**Instructions for the task:** Each line of the listing where the string "failed" appears is to be identified and copied.

**Available data:**
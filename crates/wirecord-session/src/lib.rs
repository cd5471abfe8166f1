//! # wirecord-session
//!
//! Duplex session building blocks shared by the gateway and voice clients:
//! the transport with its read/listen/write/error loops, one-shot readiness
//! gates, the heartbeat timer, and the opcode/event dispatch table.

pub mod close;
pub mod codec;
pub mod dispatch;
pub mod gate;
pub mod heartbeat;
pub mod transport;

pub use close::CloseAction;
pub use codec::{Codec, DecodeError, JsonCodec};
pub use dispatch::{DispatchError, DispatchTable, Envelope, SessionContext};
pub use gate::{Gate, GateError, GateSet};
pub use heartbeat::{HeartbeatSlot, HeartbeatTracker};
pub use transport::{ErrorKind, Frame, Outbox, Transport, TransportBuilder, TransportError};
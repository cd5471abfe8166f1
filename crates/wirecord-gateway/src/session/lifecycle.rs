//! Dial, resume, reconnect and teardown

use std::sync::atomic::Ordering;
use std::sync::{Arc, Weak};

use serde::Serialize;
use wirecord_session::transport::Listener;
use wirecord_session::{CloseAction, ErrorKind, JsonCodec, SessionContext, Transport};

use super::{
    GatewayInner, GatewaySession, SessionIdentity, SessionPhase, HANDSHAKE_TIMEOUT, HELLO_GATE, READY_GATE,
    RESUMED_GATE, RESUME_TIMEOUT,
};
use crate::error::GatewayError;
use crate::protocol::{CloseCode, GatewayMessage, IdentifyPayload, OpCode, ResumePayload};

impl GatewayInner {
    pub(crate) fn set_phase(&self, phase: SessionPhase) {
        let previous = self.phase.send_replace(phase);
        if previous != phase {
            tracing::debug!(from = %previous, to = %phase, "Gateway phase");
        }
    }

    pub(crate) fn send<T: Serialize>(&self, op: OpCode, data: &T) -> Result<(), GatewayError> {
        if !op.is_client_op() {
            return Err(GatewayError::payload(op.name(), "not a client op"));
        }
        let message = GatewayMessage::new(op, data).map_err(|e| GatewayError::payload(op.name(), e))?;
        self.send_message(&message)
    }

    fn send_message(&self, message: &GatewayMessage) -> Result<(), GatewayError> {
        let transport = self
            .transport
            .lock()
            .clone()
            .ok_or(GatewayError::NotReady("gateway connection"))?;
        transport.write_json(message)?;
        Ok(())
    }

    /// Send a heartbeat carrying the last sequence
    pub(crate) fn send_heartbeat(&self) -> Result<(), GatewayError> {
        let sequence = *self.sequence.lock();
        self.send_message(&GatewayMessage::heartbeat(sequence))
    }

    /// One heartbeat tick; an unacknowledged previous beat means the connection is zombied
    pub(crate) fn beat(self: &Arc<Self>) -> Result<(), GatewayError> {
        if !self.tracker.mark_sent() {
            tracing::warn!("Gateway heartbeat not acknowledged, resuming");
            recover(&Arc::downgrade(self));
            return Err(GatewayError::Zombied);
        }
        self.send_heartbeat()
    }

    pub(crate) fn dispatch(self: &Arc<Self>, message: GatewayMessage) {
        tracing::trace!(op = message.op, event = ?message.t, seq = ?message.s, "Gateway payload");
        if OpCode::from_u8(message.op).is_some_and(|op| !op.is_server_op()) {
            tracing::debug!(op = message.op, "Ignoring client-only op from gateway");
            return;
        }
        if let Err(e) = self.table.handle(Arc::clone(self), message) {
            self.report(e);
        }
    }

    /// Gateway base URL from the config, or the REST bootstrap
    async fn resolve_base_url(&self) -> Result<String, GatewayError> {
        if let Some(url) = self.base_url.read().clone() {
            return Ok(url);
        }
        let url = match &self.config.gateway_url {
            Some(url) => url.clone(),
            None => {
                let bot = self.rest.gateway_bot().await?;
                tracing::debug!(url = %bot.url, recommended_shards = bot.shards, "Resolved gateway URL");
                bot.url
            }
        };
        *self.base_url.write() = Some(url.clone());
        Ok(url)
    }

    /// Open a transport to `base` and install the close-code table
    async fn connect(self: &Arc<Self>, base: &str) -> Result<(), GatewayError> {
        let url = self.config.gateway_endpoint(base);

        let weak = Arc::downgrade(self);
        let listener: Listener<GatewayMessage> = Arc::new(move |message: GatewayMessage| {
            if let Some(inner) = weak.upgrade() {
                inner.dispatch(message);
            }
        });

        let on_resume = Arc::downgrade(self);
        let on_reconnect = Arc::downgrade(self);
        let on_terminal = Arc::downgrade(self);
        let on_drop = Arc::downgrade(self);

        let transport = Transport::builder("gateway", JsonCodec::<GatewayMessage>::new())
            .write_limit(self.config.write_queue_limit)
            .lifetime(&self.lifetime)
            .on_close_codes(&CloseCode::with_action(CloseAction::Ignore), |code, _| {
                tracing::debug!(code, "Gateway closed normally");
            })
            .on_close_codes(&CloseCode::with_action(CloseAction::Resume), move |code, reason| {
                tracing::warn!(code, reason = %reason, "Gateway closed, resuming");
                recover(&on_resume);
            })
            .on_close_codes(&CloseCode::with_action(CloseAction::Reconnect), move |code, reason| {
                tracing::warn!(code, reason = %reason, "Gateway session invalidated, reconnecting");
                escalate(&on_reconnect);
            })
            .on_close_codes(&CloseCode::with_action(CloseAction::Terminate), move |code, reason| {
                if let Some(inner) = on_terminal.upgrade() {
                    inner.terminate(code, reason);
                }
            })
            .on_errors(&[ErrorKind::Eof, ErrorKind::UnexpectedEof, ErrorKind::ConnectionReset], move |e| {
                tracing::warn!(error = %e, "Gateway connection dropped, resuming");
                recover(&on_drop);
            })
            .connect_websocket(&url, listener)
            .await?;

        self.tracker.reset();
        if let Some(previous) = self.transport.lock().replace(transport) {
            previous.exit(false);
        }
        Ok(())
    }

    pub(crate) async fn dial(self: &Arc<Self>) -> Result<(), GatewayError> {
        if self.lifetime.is_cancelled() {
            return Err(GatewayError::Cancelled);
        }
        self.set_phase(SessionPhase::Connecting);
        let hello = self.gates.reset(HELLO_GATE);
        let ready = self.gates.reset(READY_GATE);

        let handshake = async {
            let base = self.resolve_base_url().await?;
            self.connect(&base).await?;

            self.set_phase(SessionPhase::AwaitingHello);
            hello
                .wait_timeout(&self.lifetime, HANDSHAKE_TIMEOUT)
                .await
                .map_err(|e| GatewayError::from_gate(e, GatewayError::HandshakeTimeout("hello")))?;

            self.set_phase(SessionPhase::Identifying);
            self.identify()?;

            self.set_phase(SessionPhase::AwaitingReady);
            ready
                .wait_timeout(&self.lifetime, HANDSHAKE_TIMEOUT)
                .await
                .map_err(|e| GatewayError::from_gate(e, GatewayError::HandshakeTimeout("ready")))
        };

        match handshake.await {
            Ok(()) => {
                self.set_phase(SessionPhase::Active);
                let session_id = self.identity.read().as_ref().map(|i| i.session_id.clone());
                tracing::info!(session_id = ?session_id, shard = ?self.config.shard(), "Gateway session ready");
                Ok(())
            }
            Err(e) => {
                let e = self.handshake_error(e);
                tracing::warn!(error = %e, "Gateway dial failed");
                self.drop_connection();
                self.set_phase(SessionPhase::Disconnected);
                Err(e)
            }
        }
    }

    fn identify(&self) -> Result<(), GatewayError> {
        let payload = IdentifyPayload::new(self.config.token.clone(), self.config.intents).with_shard(self.config.shard());
        self.send(OpCode::Identify, &payload)
    }

    pub(crate) async fn resume(self: &Arc<Self>) -> Result<(), GatewayError> {
        if self.lifetime.is_cancelled() {
            return Err(GatewayError::Cancelled);
        }
        let identity = self.identity.read().clone();
        let sequence = *self.sequence.lock();
        let (Some(SessionIdentity { session_id, resume_url }), Some(seq)) = (identity, sequence) else {
            return Err(GatewayError::NotResumable);
        };

        self.set_phase(SessionPhase::Resuming);
        self.drop_connection();
        let hello = self.gates.reset(HELLO_GATE);
        let resumed = self.gates.reset(RESUMED_GATE);

        let handshake = async {
            self.connect(&resume_url).await?;
            hello
                .wait_timeout(&self.lifetime, HANDSHAKE_TIMEOUT)
                .await
                .map_err(|e| GatewayError::from_gate(e, GatewayError::HandshakeTimeout("hello")))?;

            let payload = ResumePayload {
                token: self.config.token.clone(),
                session_id: session_id.clone(),
                seq,
            };
            self.send(OpCode::Resume, &payload)?;
            resumed
                .wait_timeout(&self.lifetime, RESUME_TIMEOUT)
                .await
                .map_err(|e| GatewayError::from_gate(e, GatewayError::ResumeTimeout))
        };

        match handshake.await {
            Ok(()) => {
                self.set_phase(SessionPhase::Active);
                tracing::info!(session_id = %session_id, seq, "Gateway session resumed");
                Ok(())
            }
            Err(e) => Err(self.handshake_error(e)),
        }
    }

    /// Dial a replacement session and hand everything over to it
    pub(crate) async fn reconnect(self: &Arc<Self>) -> Result<GatewaySession, GatewayError> {
        if self.lifetime.is_cancelled() {
            return Err(GatewayError::Cancelled);
        }
        self.set_phase(SessionPhase::Reconnecting);
        self.drop_connection();
        *self.identity.write() = None;
        *self.sequence.lock() = None;

        let next = self.successor();
        if let Err(e) = next.dial().await {
            tracing::error!(error = %e, "Gateway reconnect failed");
            next.exit();
            self.exit();
            return Err(e);
        }

        self.hand_off(&next);
        let session = GatewaySession {
            inner: Arc::clone(&next),
        };
        let continuation = self.continuation.read().clone();
        match continuation {
            Some(continuation) => continuation(session.clone()),
            None => tracing::debug!("No reconnect continuation set"),
        }
        self.exit();
        tracing::info!(guilds = next.cache.len(), voice = next.voice.len(), "Gateway session replaced");
        Ok(session)
    }

    /// Move cached guilds and voice sessions to `next`
    fn hand_off(&self, next: &Arc<GatewayInner>) {
        next.cache.adopt(self.cache.take());

        let guilds: Vec<_> = self.voice.iter().map(|entry| *entry.key()).collect();
        for guild_id in guilds {
            if let Some((_, voice)) = self.voice.remove(&guild_id) {
                next.install_voice_fallback(&voice);
                next.voice.insert(guild_id, voice);
            }
        }
        self.joins.clear();
    }

    pub(crate) fn terminate(&self, code: u16, reason: &str) {
        let name = CloseCode::from_u16(code).map_or("unknown", CloseCode::description);
        tracing::error!(code, reason = %reason, close = name, "Gateway closed the session permanently");
        *self.terminal.lock() = Some(code);
        self.exit();
    }

    /// A terminal close during a handshake wins over the wait's own error
    fn handshake_error(&self, e: GatewayError) -> GatewayError {
        match *self.terminal.lock() {
            Some(code) => GatewayError::Terminal(code),
            None => e,
        }
    }

    /// Stop the heartbeat and drop the connection
    pub(crate) fn drop_connection(&self) {
        self.heartbeat.stop();
        if let Some(transport) = self.transport.lock().take() {
            transport.exit(false);
        }
    }

    /// Runs once, including after the owner token already ended the lifetime
    pub(crate) fn exit(&self) {
        if self.exited.swap(true, Ordering::AcqRel) {
            return;
        }
        self.heartbeat.stop();
        if let Some(transport) = self.transport.lock().take() {
            transport.exit(true);
        }

        let guilds: Vec<_> = self.voice.iter().map(|entry| *entry.key()).collect();
        for guild_id in guilds {
            if let Some((_, voice)) = self.voice.remove(&guild_id) {
                voice.exit();
            }
        }
        self.joins.clear();

        self.lifetime.cancel();
        self.set_phase(SessionPhase::Disconnected);
        tracing::info!("Gateway session exited");
    }
}

/// Spawn one resume attempt, escalating to a reconnect if it fails
pub(crate) fn recover(weak: &Weak<GatewayInner>) {
    let Some(inner) = weak.upgrade() else {
        return;
    };
    if inner.lifetime.is_cancelled() || inner.recovering.swap(true, Ordering::AcqRel) {
        return;
    }

    tokio::spawn(async move {
        match inner.resume().await {
            Ok(()) | Err(GatewayError::Cancelled) => {}
            Err(GatewayError::Terminal(code)) => tracing::debug!(code, "Resume ended by terminal close"),
            Err(e) => {
                tracing::warn!(error = %e, "Gateway resume failed, reconnecting");
                if let Err(e) = inner.reconnect().await {
                    tracing::debug!(error = %e, "Escalated reconnect failed");
                }
            }
        }
        inner.recovering.store(false, Ordering::Release);
    });
}

/// Spawn a reconnect, skipping resume
pub(crate) fn escalate(weak: &Weak<GatewayInner>) {
    let Some(inner) = weak.upgrade() else {
        return;
    };
    if inner.lifetime.is_cancelled() || inner.recovering.swap(true, Ordering::AcqRel) {
        return;
    }

    tokio::spawn(async move {
        if let Err(e) = inner.reconnect().await {
            tracing::debug!(error = %e, "Reconnect failed");
        }
        inner.recovering.store(false, Ordering::Release);
    });
}
//! UDP media session
//!
//! Dials the voice server's media address, learns the external address via
//! IP discovery, sends a sender report every five seconds as keepalive, and
//! carries encrypted media packets for the audio player. Owns the SSRC and
//! the negotiated cipher.

use std::sync::atomic::{AtomicU32, Ordering};
use std::sync::{Arc, Weak};
use std::time::{Duration, SystemTime};

use parking_lot::{Mutex, RwLock};
use tokio::time::{Instant, MissedTickBehavior};
use tokio_util::sync::CancellationToken;
use wirecord_session::transport::Listener;
use wirecord_session::{Frame, GateSet, Transport, TransportError};

use crate::crypto::{Cipher, EncryptionMode};
use crate::discovery::{DiscoveryPacket, UdpCodec, UdpPacket};
use crate::error::VoiceError;
use crate::rtp::SenderReport;

pub const DISCOVERY_TIMEOUT: Duration = Duration::from_secs(2);
pub const KEEPALIVE_INTERVAL: Duration = Duration::from_secs(5);

const DISCOVERY_GATE: &str = "discovery";

/// Outbound media path used by the audio player
pub trait MediaTransport: Send + Sync {
    fn ssrc(&self) -> u32;

    /// The negotiated cipher, once a session description arrived
    fn cipher(&self) -> Option<Arc<Cipher>>;

    /// Queue one encrypted packet; `payload_len` is the plaintext frame size
    fn send_media(&self, packet: Vec<u8>, payload_len: usize) -> Result<(), VoiceError>;
}

/// Handle to one UDP media connection; clones share it
#[derive(Clone)]
pub struct UdpMediaSession {
    inner: Arc<UdpInner>,
}

struct UdpInner {
    ssrc: u32,
    write_limit: usize,
    lifetime: CancellationToken,
    transport: Mutex<Option<Transport>>,
    gates: GateSet,
    external: Mutex<Option<(String, u16)>>,
    cipher: RwLock<Option<Arc<Cipher>>>,
    packets: AtomicU32,
    octets: AtomicU32,
    keepalive: Mutex<Option<CancellationToken>>,
}

impl std::fmt::Debug for UdpMediaSession {
    fn fmt(&self, f: &mut std::fmt::Formatter<'_>) -> std::fmt::Result {
        f.debug_struct("UdpMediaSession")
            .field("ssrc", &self.inner.ssrc)
            .field("external", &*self.inner.external.lock())
            .field("closed", &self.is_closed())
            .finish()
    }
}

impl UdpMediaSession {
    /// A media session for `ssrc` that ends with `owner`
    pub fn new(ssrc: u32, owner: &CancellationToken, write_limit: usize) -> Self {
        Self {
            inner: Arc::new(UdpInner {
                ssrc,
                write_limit,
                lifetime: owner.child_token(),
                transport: Mutex::new(None),
                gates: GateSet::new(),
                external: Mutex::new(None),
                cipher: RwLock::new(None),
                packets: AtomicU32::new(0),
                octets: AtomicU32::new(0),
                keepalive: Mutex::new(None),
            }),
        }
    }

    /// Connect the datagram transport to the voice server's media address
    pub async fn dial(&self, address: &str) -> Result<(), VoiceError> {
        let weak: Weak<UdpInner> = Arc::downgrade(&self.inner);
        let listener: Listener<UdpPacket> = Arc::new(move |packet: UdpPacket| {
            if let Some(inner) = weak.upgrade() {
                inner.on_packet(packet);
            }
        });

        let transport = Transport::builder("voice-udp", UdpCodec)
            .write_limit(self.inner.write_limit)
            .lifetime(&self.inner.lifetime)
            .connect_datagram(address, listener)
            .await?;

        if let Some(previous) = self.inner.transport.lock().replace(transport) {
            previous.exit(false);
        }
        Ok(())
    }

    /// Run IP discovery and return the external address and port
    pub async fn discover(&self) -> Result<(String, u16), VoiceError> {
        let gate = self.inner.gates.reset(DISCOVERY_GATE);
        let probe = DiscoveryPacket::request(self.inner.ssrc).encode();
        self.inner.write(Frame::Binary(probe.to_vec()))?;
        tracing::debug!(ssrc = self.inner.ssrc, "Sent IP discovery probe");

        gate.wait_timeout(&self.inner.lifetime, DISCOVERY_TIMEOUT)
            .await
            .map_err(|e| VoiceError::from_gate(e, VoiceError::DiscoveryTimeout))?;

        self.external_address().ok_or(VoiceError::NotReady("discovery"))
    }

    pub fn is_discovered(&self) -> bool {
        self.inner.gates.is_closed(DISCOVERY_GATE)
    }

    pub fn external_address(&self) -> Option<(String, u16)> {
        self.inner.external.lock().clone()
    }

    /// Install the negotiated cipher
    pub fn set_session(&self, mode: EncryptionMode, key: &[u8]) -> Result<(), VoiceError> {
        let cipher = Cipher::new(mode, key)?;
        *self.inner.cipher.write() = Some(Arc::new(cipher));
        tracing::info!(ssrc = self.inner.ssrc, mode = %mode, "Media encryption negotiated");
        Ok(())
    }

    /// Start the periodic sender-report keepalive
    pub fn start_keepalive(&self) {
        self.spawn_keepalive(KEEPALIVE_INTERVAL);
    }

    pub(crate) fn spawn_keepalive(&self, period: Duration) {
        let token = self.inner.lifetime.child_token();
        if let Some(previous) = self.inner.keepalive.lock().replace(token.clone()) {
            previous.cancel();
        }
        tokio::spawn(keepalive_loop(Arc::clone(&self.inner), period, token));
    }

    /// Packets and payload octets sent since the keepalive started
    pub fn stats(&self) -> (u32, u32) {
        (
            self.inner.packets.load(Ordering::Acquire),
            self.inner.octets.load(Ordering::Acquire),
        )
    }

    pub fn exit(&self) {
        self.inner.lifetime.cancel();
        if let Some(transport) = self.inner.transport.lock().take() {
            transport.exit(false);
        }
    }

    pub fn is_closed(&self) -> bool {
        self.inner.lifetime.is_cancelled()
    }
}

impl MediaTransport for UdpMediaSession {
    fn ssrc(&self) -> u32 {
        self.inner.ssrc
    }

    fn cipher(&self) -> Option<Arc<Cipher>> {
        self.inner.cipher.read().clone()
    }

    fn send_media(&self, packet: Vec<u8>, payload_len: usize) -> Result<(), VoiceError> {
        self.inner.write(Frame::Binary(packet))?;
        self.inner.packets.fetch_add(1, Ordering::AcqRel);
        self.inner
            .octets
            .fetch_add(u32::try_from(payload_len).unwrap_or(u32::MAX), Ordering::AcqRel);
        Ok(())
    }
}

impl UdpInner {
    fn write(&self, frame: Frame) -> Result<(), TransportError> {
        let transport = self.transport.lock().clone();
        match transport {
            Some(transport) => transport.write(frame),
            None => Err(TransportError::Shutdown),
        }
    }

    fn on_packet(&self, packet: UdpPacket) {
        match packet {
            UdpPacket::Discovery(reply) if reply.is_response() => {
                if reply.ssrc != self.ssrc {
                    tracing::debug!(expected = self.ssrc, got = reply.ssrc, "Discovery reply for another SSRC");
                    return;
                }
                tracing::info!(address = %reply.address, port = reply.port, "IP discovery complete");
                *self.external.lock() = Some((reply.address, reply.port));
                if !self.gates.close(DISCOVERY_GATE) {
                    tracing::debug!("Duplicate discovery reply");
                }
            }
            UdpPacket::Discovery(_) => {}
            UdpPacket::Other(data) => {
                tracing::trace!(len = data.len(), "Inbound media packet ignored");
            }
        }
    }
}

async fn keepalive_loop(inner: Arc<UdpInner>, period: Duration, token: CancellationToken) {
    let mut ticker = tokio::time::interval_at(Instant::now() + period, period);
    ticker.set_missed_tick_behavior(MissedTickBehavior::Delay);

    loop {
        tokio::select! {
            () = token.cancelled() => break,
            _ = ticker.tick() => {}
        }

        let report = SenderReport::at(
            SystemTime::now(),
            inner.ssrc,
            inner.packets.load(Ordering::Acquire),
            inner.octets.load(Ordering::Acquire),
        );
        match inner.write(Frame::Binary(report.encode().to_vec())) {
            Ok(()) => tracing::trace!(ssrc = inner.ssrc, packets = report.packet_count, "Sent keepalive report"),
            Err(e @ TransportError::WriteLimitExceeded { .. }) => {
                tracing::warn!(error = %e, "Keepalive report dropped");
            }
            Err(e) => {
                tracing::debug!(error = %e, "Keepalive stopped");
                break;
            }
        }
    }

    // A new loop starts a new set of counters
    inner.packets.store(0, Ordering::Release);
    inner.octets.store(0, Ordering::Release);
}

**Answer area:**
                tracing::warn!(error = %e, "Gateway dial failed");
            tracing::error!(error = %e, "Gateway reconnect failed");
                tracing::warn!(error = %e, "Gateway resume failed, reconnecting");
                    tracing::debug!(error = %e, "Escalated reconnect failed");
            tracing::debug!(error = %e, "Reconnect failed");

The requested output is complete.